- Directed by: Idris Elba; Martin Owen;
- Screenplay by: Elizabeth Morris; Matt Mitchell; Vicki Sargent;
- Story by: Martin Owen
- Produced by: Matt Williams; Gina Carter;
- Starring: Idris Elba; Caitlin FitzGerald; Hero Fiennes Tiffin;
- Production company: Future Artists Entertainment
- Distributed by: Lionsgate
- Release date: 4 December 2026;
- Country: United Kingdom
- Language: English

= Above the Below =

Above the Below is an upcoming British survival thriller film co-directed by Idris Elba and Martin Owen. Elizabeth Morris, Matt Mitchell, and Vicki Sargent wrote the screenplay from a story by Owen. Elba also stars in the film alongside Caitlin FitzGerald and Hero Fiennes Tiffin in a story about three astronauts trapped in their capsule as it sinks in the ocean.

== Premise==
Three astronauts are returning to Earth when their vessel is forced off course during re-entry. They struggle to survive after being cut off from contact as their capsule sinks into the ocean.

== Cast ==
- Idris Elba as Jackson
- Caitlin FitzGerald as Brooks
- Hero Fiennes Tiffin as Rhodes

== Production ==
Above the Below was announced by Lionsgate at the 2023 American Film Market with Idris Elba and Martin Owen co-directing the film. Owen created the story for the film, with the script being written by Elizabeth Morris, Matt Mitchell, and Vicki Sargent.
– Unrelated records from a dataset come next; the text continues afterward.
pub mod note_repository_sqlx;
pub mod user_repository_sqlx;
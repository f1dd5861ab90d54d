//! Proxy Tests - References and Proxy Methods
//!
//! These tests exercise:
//! - Turning reference strings into proxies and back
//! - The ice_* mutators and their accessors
//! - Proxy equality
//! - Rejection of malformed references

mod common;

use std::time::Duration;

use common::*;
use objrpc::{Endpoint, Identity, RpcError, TransportKind};

/// Test: string_to_proxy and ice_communicator
#[tokio::test]
async fn test_string_to_proxy() {
    init_logging();

    let communicator = client();
    let base = communicator
        .string_to_proxy("test:default -p 12010 -t 10000")
        .unwrap();

    assert_eq!(base.ice_communicator(), communicator);
    assert_eq!(base.ice_get_identity(), &Identity::new("test"));
    assert_eq!(
        base.ice_get_endpoints(),
        &[Endpoint::tcp("127.0.0.1", 12010).with_timeout(Some(Duration::from_secs(10)))]
    );
    assert!(base.ice_is_twoway());
    assert!(!base.ice_is_secure());
    assert!(base.ice_is_collocation_optimized());

    // A proxy from another communicator belongs to that one
    let other = client();
    assert_ne!(base.ice_communicator(), other);
}

/// Test: every mutator returns a proxy with the setting applied
#[tokio::test]
async fn test_proxy_methods() {
    init_logging();

    let communicator = client();
    let base = communicator
        .string_to_proxy("test:default -p 12010 -t 10000")
        .unwrap();

    assert_eq!(
        base.ice_identity(Identity::parse("other").unwrap())
            .ice_get_identity()
            .to_string(),
        "other"
    );
    assert_eq!(base.ice_facet("facet").ice_get_facet(), "facet");
    assert_eq!(base.ice_adapter_id("id").ice_get_adapter_id(), Some("id"));
    assert!(base.ice_twoway().ice_is_twoway());
    assert!(base.ice_oneway().ice_is_oneway());
    assert!(base.ice_batch_oneway().ice_is_batch_oneway());
    assert!(base.ice_datagram().ice_is_datagram());
    assert!(base.ice_batch_datagram().ice_is_batch_datagram());
    assert!(base.ice_secure(true).ice_is_secure());
    assert!(!base.ice_secure(false).ice_is_secure());
    assert!(base
        .ice_collocation_optimized(true)
        .ice_is_collocation_optimized());
    assert!(!base
        .ice_collocation_optimized(false)
        .ice_is_collocation_optimized());

    // The original is untouched
    assert!(base.ice_is_twoway());
    assert_eq!(base.ice_get_facet(), "");
    assert_eq!(base.ice_get_adapter_id(), None);
}

/// Test: printed references parse back to an equal proxy
#[tokio::test]
async fn test_proxy_to_string_round_trip() {
    init_logging();

    let communicator = client();
    let references = [
        "test:tcp -h 127.0.0.1 -p 12010 -t 10000",
        "test -f facet -o:tcp -h 127.0.0.1 -p 12010",
        "cat/test -D:udp -h 127.0.0.1 -p 12011",
        "test @ TestAdapter",
        "test:tcp -h 127.0.0.1 -p 12010:udp -h 127.0.0.1 -p 12011",
        "test:tcp -h ::1 -p 12010",
    ];

    for text in references {
        let proxy = communicator.string_to_proxy(text).unwrap();
        let printed = proxy.ice_to_string();
        let reparsed = communicator.string_to_proxy(&printed).unwrap();
        assert_eq!(proxy, reparsed, "`{}` printed as `{}`", text, printed);
        assert_eq!(proxy.ice_get_mode(), reparsed.ice_get_mode());
        assert_eq!(proxy.ice_get_timeout(), reparsed.ice_get_timeout());
    }

    let ipv6 = communicator.string_to_proxy("test:tcp -h ::1 -p 12010").unwrap();
    assert_eq!(ipv6.ice_get_endpoints()[0].host, "::1");
    assert_eq!(ipv6.ice_get_endpoints()[0].kind, TransportKind::Tcp);
}

/// Test: equality follows identity, facet and addressing only
#[tokio::test]
async fn test_proxy_equality() {
    init_logging();

    let communicator = client();
    let base = communicator
        .string_to_proxy("test:tcp -h 127.0.0.1 -p 12010")
        .unwrap();

    assert_eq!(base, base.ice_oneway());
    assert_eq!(base, base.ice_timeout(Duration::from_millis(500)));
    assert_eq!(base, base.ice_secure(true));

    assert_ne!(base, base.ice_facet("facet"));
    assert_ne!(base, base.ice_identity(Identity::new("other")));
    assert_ne!(
        base,
        base.ice_endpoints(vec![Endpoint::tcp("127.0.0.1", 12011)])
    );
}

/// Test: malformed references are rejected with the offending token
#[tokio::test]
async fn test_malformed_references() {
    init_logging();

    let communicator = client();
    for text in [
        "",
        "test -x",
        "test:tcp -h 127.0.0.1",
        "test:bogus -p 1",
        "test:tcp -p 70000",
        "test -t 0:tcp -p 1",
        "test @",
    ] {
        match communicator.string_to_proxy(text) {
            Err(RpcError::MalformedReference { .. }) | Err(RpcError::MalformedEndpoint(_)) => {}
            other => panic!("`{}` gave {:?}", text, other),
        }
    }
}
The following month it was announced that Elba would also star in the film with Caitlin FitzGerald and Hero Fiennes Tiffin.

Filming began in November 2023 in London, taking place at Pinewood Studios to utilize the underwater studio there, and it was completed by February 2024.

== Release ==
The film is scheduled to be released on 4 December 2026.